**WORK ITEM:** Check every line of the data below for the word "cross". Copy the ones that have it.

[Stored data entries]
-=-=-
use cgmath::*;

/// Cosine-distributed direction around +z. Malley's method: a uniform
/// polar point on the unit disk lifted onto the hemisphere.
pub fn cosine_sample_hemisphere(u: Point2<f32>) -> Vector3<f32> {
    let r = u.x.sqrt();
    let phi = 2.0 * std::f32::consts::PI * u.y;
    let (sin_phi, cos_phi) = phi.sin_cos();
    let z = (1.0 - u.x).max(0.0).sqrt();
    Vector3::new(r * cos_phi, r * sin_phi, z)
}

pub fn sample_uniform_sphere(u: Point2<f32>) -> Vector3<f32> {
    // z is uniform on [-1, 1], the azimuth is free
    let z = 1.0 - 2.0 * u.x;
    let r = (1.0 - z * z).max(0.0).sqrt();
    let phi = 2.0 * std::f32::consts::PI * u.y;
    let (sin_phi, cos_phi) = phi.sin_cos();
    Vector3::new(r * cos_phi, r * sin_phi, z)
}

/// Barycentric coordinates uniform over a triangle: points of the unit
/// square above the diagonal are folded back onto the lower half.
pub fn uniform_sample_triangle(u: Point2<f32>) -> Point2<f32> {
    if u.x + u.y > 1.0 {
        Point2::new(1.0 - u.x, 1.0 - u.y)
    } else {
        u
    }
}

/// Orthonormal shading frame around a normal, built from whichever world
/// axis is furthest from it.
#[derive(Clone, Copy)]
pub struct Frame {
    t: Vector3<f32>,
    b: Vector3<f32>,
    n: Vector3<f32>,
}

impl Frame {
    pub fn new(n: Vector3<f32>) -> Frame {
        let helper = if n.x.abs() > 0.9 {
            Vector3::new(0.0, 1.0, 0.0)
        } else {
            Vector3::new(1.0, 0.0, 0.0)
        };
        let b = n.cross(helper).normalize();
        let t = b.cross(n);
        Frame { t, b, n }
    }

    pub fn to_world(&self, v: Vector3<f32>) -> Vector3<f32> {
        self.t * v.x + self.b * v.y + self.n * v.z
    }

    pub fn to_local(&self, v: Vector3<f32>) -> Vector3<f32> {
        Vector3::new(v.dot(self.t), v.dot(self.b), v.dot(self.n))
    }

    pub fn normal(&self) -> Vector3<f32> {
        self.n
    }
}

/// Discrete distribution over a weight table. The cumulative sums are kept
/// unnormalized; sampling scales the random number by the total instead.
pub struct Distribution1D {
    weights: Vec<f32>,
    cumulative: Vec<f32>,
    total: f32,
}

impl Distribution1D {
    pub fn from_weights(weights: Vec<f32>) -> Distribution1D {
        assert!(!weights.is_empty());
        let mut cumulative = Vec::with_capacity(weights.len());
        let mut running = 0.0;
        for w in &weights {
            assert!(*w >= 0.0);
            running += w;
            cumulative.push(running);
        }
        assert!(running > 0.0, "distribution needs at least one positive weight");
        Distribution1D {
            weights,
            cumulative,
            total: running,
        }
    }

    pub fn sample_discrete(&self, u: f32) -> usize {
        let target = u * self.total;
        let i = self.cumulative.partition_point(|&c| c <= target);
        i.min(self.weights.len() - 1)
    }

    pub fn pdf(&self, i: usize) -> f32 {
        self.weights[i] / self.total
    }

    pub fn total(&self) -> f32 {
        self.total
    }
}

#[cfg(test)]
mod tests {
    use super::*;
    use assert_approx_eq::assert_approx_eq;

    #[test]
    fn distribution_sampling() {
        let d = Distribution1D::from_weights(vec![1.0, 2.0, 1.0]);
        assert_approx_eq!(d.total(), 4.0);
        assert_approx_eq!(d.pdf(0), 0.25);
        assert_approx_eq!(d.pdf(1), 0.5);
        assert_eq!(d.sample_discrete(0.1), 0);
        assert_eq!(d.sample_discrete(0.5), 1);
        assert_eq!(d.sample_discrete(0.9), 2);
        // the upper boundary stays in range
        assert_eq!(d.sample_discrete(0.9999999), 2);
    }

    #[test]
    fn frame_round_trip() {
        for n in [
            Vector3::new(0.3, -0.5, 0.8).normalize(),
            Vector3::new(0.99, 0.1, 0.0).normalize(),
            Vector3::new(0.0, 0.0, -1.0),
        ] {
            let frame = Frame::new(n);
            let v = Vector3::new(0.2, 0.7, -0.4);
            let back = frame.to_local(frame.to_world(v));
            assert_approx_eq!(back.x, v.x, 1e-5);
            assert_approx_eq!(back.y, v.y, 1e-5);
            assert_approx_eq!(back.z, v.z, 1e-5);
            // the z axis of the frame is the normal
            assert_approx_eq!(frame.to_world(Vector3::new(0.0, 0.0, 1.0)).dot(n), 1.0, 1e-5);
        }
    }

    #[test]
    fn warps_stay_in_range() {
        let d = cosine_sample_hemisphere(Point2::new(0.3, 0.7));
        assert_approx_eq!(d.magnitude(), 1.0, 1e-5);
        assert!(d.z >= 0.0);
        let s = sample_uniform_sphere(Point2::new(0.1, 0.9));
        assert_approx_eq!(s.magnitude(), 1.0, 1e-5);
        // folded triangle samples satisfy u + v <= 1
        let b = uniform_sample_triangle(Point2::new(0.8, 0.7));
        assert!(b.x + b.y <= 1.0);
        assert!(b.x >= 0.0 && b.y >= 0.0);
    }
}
-=-=-
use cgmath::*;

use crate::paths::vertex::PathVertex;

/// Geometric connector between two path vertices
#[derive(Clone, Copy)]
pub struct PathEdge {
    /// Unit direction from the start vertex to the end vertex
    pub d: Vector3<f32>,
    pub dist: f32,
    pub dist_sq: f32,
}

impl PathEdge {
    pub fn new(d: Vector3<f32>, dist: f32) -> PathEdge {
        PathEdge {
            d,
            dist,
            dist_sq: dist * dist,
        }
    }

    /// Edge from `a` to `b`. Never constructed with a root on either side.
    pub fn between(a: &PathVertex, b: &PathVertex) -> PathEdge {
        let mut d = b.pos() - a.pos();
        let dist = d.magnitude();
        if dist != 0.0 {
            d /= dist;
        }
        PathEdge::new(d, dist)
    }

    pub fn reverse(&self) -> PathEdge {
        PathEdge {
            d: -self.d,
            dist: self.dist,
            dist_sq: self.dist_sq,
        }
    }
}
-=-=-
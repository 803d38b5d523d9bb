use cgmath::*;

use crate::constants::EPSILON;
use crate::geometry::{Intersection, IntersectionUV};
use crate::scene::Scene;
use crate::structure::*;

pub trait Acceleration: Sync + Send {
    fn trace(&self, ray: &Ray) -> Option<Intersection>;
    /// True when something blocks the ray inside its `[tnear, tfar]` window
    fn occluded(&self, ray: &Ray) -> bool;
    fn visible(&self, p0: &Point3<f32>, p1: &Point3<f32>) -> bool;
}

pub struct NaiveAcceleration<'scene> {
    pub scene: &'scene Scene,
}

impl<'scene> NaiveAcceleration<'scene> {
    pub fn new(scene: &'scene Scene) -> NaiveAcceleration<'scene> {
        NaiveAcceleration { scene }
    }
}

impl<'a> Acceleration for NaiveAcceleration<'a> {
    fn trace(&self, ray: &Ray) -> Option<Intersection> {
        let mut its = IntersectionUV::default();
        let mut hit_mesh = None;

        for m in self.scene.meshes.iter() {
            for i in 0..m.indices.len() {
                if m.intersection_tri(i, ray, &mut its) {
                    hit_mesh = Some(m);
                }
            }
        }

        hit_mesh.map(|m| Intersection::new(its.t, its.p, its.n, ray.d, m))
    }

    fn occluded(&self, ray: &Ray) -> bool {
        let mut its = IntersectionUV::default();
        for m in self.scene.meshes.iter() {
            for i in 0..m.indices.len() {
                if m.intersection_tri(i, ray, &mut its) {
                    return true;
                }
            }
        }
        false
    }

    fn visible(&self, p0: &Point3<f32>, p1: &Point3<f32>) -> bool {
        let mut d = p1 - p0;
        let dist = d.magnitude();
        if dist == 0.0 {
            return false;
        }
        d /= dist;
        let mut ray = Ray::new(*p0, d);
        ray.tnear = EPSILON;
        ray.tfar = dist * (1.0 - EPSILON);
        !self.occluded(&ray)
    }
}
-=-=-
**RESPONSE FOR THIS EXERCISE:**
        let b = n.cross(helper).normalize();
        let t = b.cross(n);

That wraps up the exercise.